Acacia Haze vs Rare Gray in Real Spaces
3 real rooms side by side. Acacia Haze and Rare Gray are close enough that the difference can be hard to judge from a chip alone — these photos show how each reads at scale, across different spaces and lighting conditions.
Kitchen
In a kitchen, colors are seen under bright task lighting that amplifies undertones — what reads neutral elsewhere can show its hand here. Rare Gray reads slightly lighter here — a subtle but real difference in how open the space feels.
Bathroom
Bathrooms are one of the few spaces where you're genuinely enclosed by the paint color, which makes the choice between these two more consequential. Rare Gray reads slightly lighter here — a subtle but real difference in how open the space feels.
House
Seen across an entire facade, subtle tonal differences become pronounced. What reads as nearly the same on a chip often reads as clearly different at scale. Rare Gray reads slightly lighter here — a subtle but real difference in how open the space feels.
Color Details
Acacia Haze vs Rare Gray Simulated Comparison
5 simulated room previews — drag the slider on each to see Acacia Haze on one side and Rare Gray on the other.
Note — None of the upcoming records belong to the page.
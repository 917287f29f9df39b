use std::sync::{Arc, Mutex};

use axum::extract::FromRef;
use rusqlite::{Connection, Row, params};
use rust_decimal::Decimal;
use serde::{Deserialize, Serialize};
use time::{Date, OffsetDateTime};

use crate::{
    AppState, Error,
    auth::UserID,
    db::{RowsAffected, sql_text_enum},
    money::get_decimal,
};

/// The database ID of a savings goal.
pub type GoalId = i64;

/// What a savings goal is for.
#[derive(Debug, Default, Clone, Copy, PartialEq, Eq, Serialize, Deserialize)]
#[serde(rename_all = "snake_case")]
pub enum GoalCategory {
    /// A holiday.
    Vacation,
    /// Buying or repairing a car.
    Car,
    /// A house deposit or renovation.
    Home,
    /// Courses or tuition.
    Education,
    /// A rainy day fund.
    Emergency,
    /// Saving for retirement.
    Retirement,
    /// Anything else.
    #[default]
    Other,
}

sql_text_enum!(GoalCategory {
    Vacation => "vacation",
    Car => "car",
    Home => "home",
    Education => "education",
    Emergency => "emergency",
    Retirement => "retirement",
    Other => "other",
});

/// An amount of money a user wants to save up.
#[derive(Debug, Clone, PartialEq, Serialize, Deserialize)]
pub struct Goal {
    /// The ID of the goal.
    pub id: GoalId,
    /// The user the goal belongs to.
    pub user_id: UserID,
    /// The display name of the goal.
    pub name: String,
    /// How much money the user wants to save.
    pub target_amount: Decimal,
    /// How much has been saved so far.
    pub current_amount: Decimal,
    /// The ISO 4217 currency code of the amounts.
    pub currency: String,
    /// When the user wants to reach the goal by.
    pub deadline: Option<Date>,
    /// Whether the goal has been reached or marked as done.
    pub is_completed: bool,
    /// What the goal is for.
    pub category: GoalCategory,
    /// When the goal was created.
    #[serde(with = "time::serde::rfc3339")]
    pub created_at: OffsetDateTime,
}

impl Goal {
    /// Recompute [Goal::is_completed].
    ///
    /// A goal is complete if `marked_completed` is set or the saved amount has reached the target.
    pub fn update_completion(&mut self, marked_completed: bool) {
        self.is_completed = marked_completed || self.current_amount >= self.target_amount;
    }
}

/// The fields of a goal that has not been stored yet.
#[derive(Debug, Clone, PartialEq)]
pub struct NewGoal {
    /// The display name of the goal.
    pub name: String,
    /// How much money the user wants to save.
    pub target_amount: Decimal,
    /// How much has been saved already.
    pub current_amount: Decimal,
    /// The upper-case ISO 4217 currency code.
    pub currency: String,
    /// When the user wants to reach the goal by.
    pub deadline: Option<Date>,
    /// What the goal is for.
    pub category: GoalCategory,
}

/// The state needed by the goal endpoints.
#[derive(Debug, Clone)]
pub struct GoalState {
    /// The database connection for managing goals.
    pub db_connection: Arc<Mutex<Connection>>,
}

impl FromRef<AppState> for GoalState {
    fn from_ref(state: &AppState) -> Self {
        Self {
            db_connection: state.db_connection.clone(),
        }
    }
}

/// Check that a goal's name is not blank and its target is positive.
pub fn validate_goal(name: &str, target_amount: Decimal) -> Result<String, Error> {
    let name = name.trim();

    if name.is_empty() {
        return Err(Error::Validation("goal name must not be empty".to_owned()));
    }

    if target_amount <= Decimal::ZERO {
        return Err(Error::Validation(
            "goal target amount must be greater than zero".to_owned(),
        ));
    }

    Ok(name.to_owned())
}

pub fn create_goal_table(connection: &Connection) -> Result<(), rusqlite::Error> {
    connection.execute(
        "CREATE TABLE IF NOT EXISTS goal (
            id INTEGER PRIMARY KEY,
            user_id INTEGER NOT NULL REFERENCES user(id) ON DELETE CASCADE,
            name TEXT NOT NULL,
            target_amount TEXT NOT NULL,
            current_amount TEXT NOT NULL,
            currency TEXT NOT NULL,
            deadline TEXT,
            is_completed INTEGER NOT NULL,
            category TEXT NOT NULL,
            created_at TEXT NOT NULL
        )",
        (),
    )?;

    connection.execute(
        "CREATE INDEX IF NOT EXISTS idx_goal_user_id ON goal(user_id)",
        (),
    )?;

    Ok(())
}

const SELECT_GOAL: &str = "SELECT id, user_id, name, target_amount, current_amount, currency, \
    deadline, is_completed, category, created_at FROM goal";

pub fn map_goal_row(row: &Row) -> Result<Goal, rusqlite::Error> {
    Ok(Goal {
        id: row.get(0)?,
        user_id: row.get(1)?,
        name: row.get(2)?,
        target_amount: get_decimal(row, 3)?,
        current_amount: get_decimal(row, 4)?,
        currency: row.get(5)?,
        deadline: row.get(6)?,
        is_completed: row.get(7)?,
        category: row.get(8)?,
        created_at: row.get(9)?,
    })
}

/// Insert a new goal for `user_id`.
///
/// A goal whose current amount already meets the target is stored as completed.
pub fn create_goal(user_id: UserID, goal: NewGoal, connection: &Connection) -> Result<Goal, Error> {
    let created_at = OffsetDateTime::now_utc();
    let is_completed = goal.current_amount >= goal.target_amount;

    connection.execute(
        "INSERT INTO goal (user_id, name, target_amount, current_amount, currency, deadline, \
            is_completed, category, created_at) \
        VALUES (?1, ?2, ?3, ?4, ?5, ?6, ?7, ?8, ?9)",
        params![
            user_id,
            goal.name,
            goal.target_amount.to_string(),
            goal.current_amount.to_string(),
            goal.currency,
            goal.deadline,
            is_completed,
            goal.category,
            created_at,
        ],
    )?;

    Ok(Goal {
        id: connection.last_insert_rowid(),
        user_id,
        name: goal.name,
        target_amount: goal.target_amount,
        current_amount: goal.current_amount,
        currency: goal.currency,
        deadline: goal.deadline,
        is_completed,
        category: goal.category,
        created_at,
    })
}

/// Get a goal and check that it belongs to `user_id`.
///
/// # Errors
/// Returns [Error::NotFound] if there is no goal with `id`, or
/// [Error::Unauthorized] if the goal belongs to another user.
pub fn get_owned_goal(id: GoalId, user_id: UserID, connection: &Connection) -> Result<Goal, Error> {
    let goal = connection
        .prepare(&format!("{SELECT_GOAL} WHERE id = :id"))?
        .query_row(&[(":id", &id)], map_goal_row)?;

    if goal.user_id == user_id {
        Ok(goal)
    } else {
        tracing::warn!("user {user_id} tried to access goal {id} of another user");
        Err(Error::Unauthorized)
    }
}

/// Get all of the goals of `user_id`, oldest first.
pub fn get_goals_for_user(user_id: UserID, connection: &Connection) -> Result<Vec<Goal>, Error> {
    connection
        .prepare(&format!("{SELECT_GOAL} WHERE user_id = :user_id ORDER BY id ASC"))?
        .query_map(&[(":user_id", &user_id)], map_goal_row)?
        .map(|maybe_goal| maybe_goal.map_err(Error::from))
        .collect()
}

/// Overwrite the stored fields of `goal`.
pub fn update_goal(goal: &Goal, connection: &Connection) -> Result<RowsAffected, Error> {
    connection
        .execute(
            "UPDATE goal SET \
                name = ?1, \
                target_amount = ?2, \
                current_amount = ?3, \
                currency = ?4, \
                deadline = ?5, \
                is_completed = ?6, \
                category = ?7 \
            WHERE id = ?8",
            params![
                goal.name,
                goal.target_amount.to_string(),
                goal.current_amount.to_string(),
                goal.currency,
                goal.deadline,
                goal.is_completed,
                goal.category,
                goal.id,
            ],
        )
        .map_err(Error::from)
}

/// Delete the goal with `id`.
pub fn delete_goal(id: GoalId, connection: &Connection) -> Result<RowsAffected, Error> {
    connection
        .execute("DELETE FROM goal WHERE id = :id", &[(":id", &id)])
        .map_err(Error::from)
}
Digital color is approximate. These simulations are generated from the manufacturer's hex values and overlaid on grayscale room photos — your screen's calibration, brightness, and viewing angle all affect how they render. Before committing to either color, test physical samples in your own space under the light you actually live with.
More Acacia Haze comparisons
See how Acacia Haze stacks up against other well-photographed colors across different brands and tones.